Danach tat ich etwas, wozu ich mich selbst nie für fähig gehalten hätte: Ich stornierte die Kreditkarten meines Sohnes, ließ sämtliche Schlösser austauschen und strich seinen Namen aus meinem Leben. Am nächsten Morgen klopfte es laut an meiner Tür – aber es war nicht Lukas. Es war die Polizei. Ich heiße Renate Eichhorn, bin zweiundsechzig Jahre alt und hätte bis vor kurzem gesagt, meine größte Sorge sei, dass meine Balkonpflanzen zu wenig Sonne abbekommen.

Ich wohne in einem ruhigen Viertel in Süddeutschland, in einer Gegend, in der jeder deinen Namen kennt und die Nachbarn sich über den Gartenzaun grüßen. Mein Häuschen ist bescheiden, die cremefarbenen Fassaden haben ein paar Flecken angesetzt, aber es war immer ein Ort voller Wärme. Hier habe ich meinen Sohn Lukas großgezogen. Hier habe ich um meinen Mann getrauert, der vor acht Jahren gestorben ist.

Und hier wollte ich den Rest meines Lebens in Frieden verbringen. Lukas war immer ein guter Junge gewesen – fleißig, wohlerzogen, liebevoll. Als er vor vier Jahren Marie heiratete, habe ich mich aufrichtig gefreut. Ich habe sie wie eine Tochter empfangen.

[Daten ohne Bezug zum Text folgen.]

//! Sweep execution: evaluate one property of one species across a sweep.
//!
//! Points are independent queries against a read-only database, so they are
//! evaluated in parallel with rayon. A failing point is recorded, not fatal.

use crate::query::{PropertyDatabase, PropertyQuery};
use crate::record::PropertyKind;
use crate::sweeps::{SweepAxis, SweepDefinition};
use rayon::prelude::*;
use thiserror::Error;

/// Error in sweep setup.
#[derive(Error, Debug, Clone, PartialEq)]
pub enum SweepError {
    #[error("Invalid sweep configuration: {0}")]
    InvalidConfiguration(String),
}

/// Per-point outcome of a property sweep.
#[derive(Debug, Clone, PartialEq)]
pub struct SweepResult {
    pub species: String,
    pub property: PropertyKind,
    pub unit: String,
    pub axis: SweepAxis,
    /// Fixed value of the other state variable (Pa for temperature sweeps, K for pressure sweeps).
    pub fixed_value: f64,
    /// Sweep parameter values, K or Pa.
    pub independent_values: Vec<f64>,
    /// Property values; `None` where evaluation failed.
    pub values: Vec<Option<f64>>,
    /// `(point index, error message)` for each failed point.
    pub failures: Vec<(usize, String)>,
    pub num_successful: usize,
    pub num_failed: usize,
}

impl SweepResult {
    /// `(x, value)` pairs of the points that evaluated.
    pub fn successful_points(&self) -> Vec<(f64, f64)> {
        self.independent_values
            .iter()
            .zip(&self.values)
            .filter_map(|(x, v)| v.map(|v| (*x, v)))
            .collect()
    }

    /// `(T [K], P [Pa])` of point `i`.
    pub fn state_at(&self, i: usize) -> Option<(f64, f64)> {
        let x = *self.independent_values.get(i)?;
        Some(match self.axis {
            SweepAxis::Temperature => (x, self.fixed_value),
            SweepAxis::Pressure => (self.fixed_value, x),
        })
    }
}

/// Evaluate `property` of `species` at every sweep point.
///
/// `fixed_value` is the pressure [Pa] of a temperature sweep or the
/// temperature [K] of a pressure sweep.
pub fn execute_property_sweep(
    db: &PropertyDatabase,
    species: &str,
    property: PropertyKind,
    unit: &str,
    sweep: &SweepDefinition,
    fixed_value: f64,
) -> Result<SweepResult, SweepError> {
    if !fixed_value.is_finite() {
        return Err(SweepError::InvalidConfiguration(format!(
            "fixed value must be finite, got {fixed_value}"
        )));
    }

    let points = sweep.generate_points();
    let outcomes: Vec<Result<f64, String>> = points
        .par_iter()
        .map(|&x| {
            let (t, p) = match sweep.axis {
                SweepAxis::Temperature => (x, fixed_value),
                SweepAxis::Pressure => (fixed_value, x),
            };
            let query = PropertyQuery::new(species, property, t, p).in_unit(unit);
            db.evaluate(&query).map_err(|e| e.to_string())
        })
        .collect();

    let mut values = Vec::with_capacity(outcomes.len());
    let mut failures = Vec::new();
    for (i, outcome) in outcomes.into_iter().enumerate() {
        match outcome {
            Ok(v) => values.push(Some(v)),
            Err(msg) => {
                values.push(None);
                failures.push((i, msg));
            }
        }
    }
    let num_failed = failures.len();
    let num_successful = values.len() - num_failed;
    tracing::debug!(
        species,
        property = %property,
        sweep = %sweep,
        num_successful,
        num_failed,
        "property sweep finished"
    );

    Ok(SweepResult {
        species: species.to_string(),
        property,
        unit: unit.to_string(),
        axis: sweep.axis,
        fixed_value,
        independent_values: points,
        values,
        failures,
        num_successful,
        num_failed,
    })
}

#[cfg(test)]
mod tests {
    use super::*;
    use crate::sweeps::SweepType;

    #[test]
    fn missing_database_records_every_point_as_failed() {
        let db = PropertyDatabase::new("/nonexistent/species_index.txt");
        let sweep =
            SweepDefinition::new(SweepAxis::Temperature, 300.0, 400.0, 4, SweepType::Linear).unwrap();
        let result =
            execute_property_sweep(&db, "H2O", PropertyKind::Psat, "DEFAULT", &sweep, 1e5).unwrap();
        assert_eq!(result.num_successful, 0);
        assert_eq!(result.num_failed, 4);
        assert_eq!(result.failures[2].0, 2);
        assert!(result.successful_points().is_empty());
        assert_eq!(result.state_at(0), Some((300.0, 1e5)));
    }

    #[test]
    fn rejects_non_finite_fixed_value() {
        let db = PropertyDatabase::new("/nonexistent/species_index.txt");
        let sweep =
            SweepDefinition::new(SweepAxis::Pressure, 1e5, 2e5, 2, SweepType::Linear).unwrap();
        assert!(
            execute_property_sweep(&db, "H2O", PropertyKind::Psat, "DEFAULT", &sweep, f64::NAN)
                .is_err()
        );
    }
}
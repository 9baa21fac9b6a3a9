use thiserror::Error;

pub type TpResult<T> = Result<T, TpError>;

#[derive(Error, Debug)]
pub enum TpError {
    #[error("Non-finite numeric value for {what}: {value}")]
    NonFinite { what: &'static str, value: f64 },

    #[error("Invalid argument: {what}")]
    InvalidArg { what: String },

    #[error("Lookup failed: {what}")]
    NotFound { what: String },

    #[error("Data error: {what}")]
    Data { what: String },

    #[error("Did not converge: {what}")]
    NoConvergence { what: String },
}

Ich habe ihr meine Kochrezepte gezeigt, ihr Kleider für die Hochzeit genäht und ihr Ratschläge von Frau zu Frau gegeben. Das Haus stand ihnen jederzeit offen. „Hier gibt es keinen Unterschied“, sagte ich, als sie bei mir einzogen. „Das ist jetzt auch euer Zuhause.

Anfangs war alles harmonisch. Marie kochte. Lukas half mir manchmal beim Einkaufen. Abends saßen wir zusammen vor dem Fernseher und schauten dieselben Vorabendserien, die ich seit Jahren verfolgte.

Doch mit der Zeit begann sich etwas zu verändern. Es waren kleine, kaum wahrnehmbare Details. Maries Blicke wurden kälter, ihre Worte schneidender. Es waren kleine Bemerkungen, getarnt als Humor, aber gefüllt mit Gift.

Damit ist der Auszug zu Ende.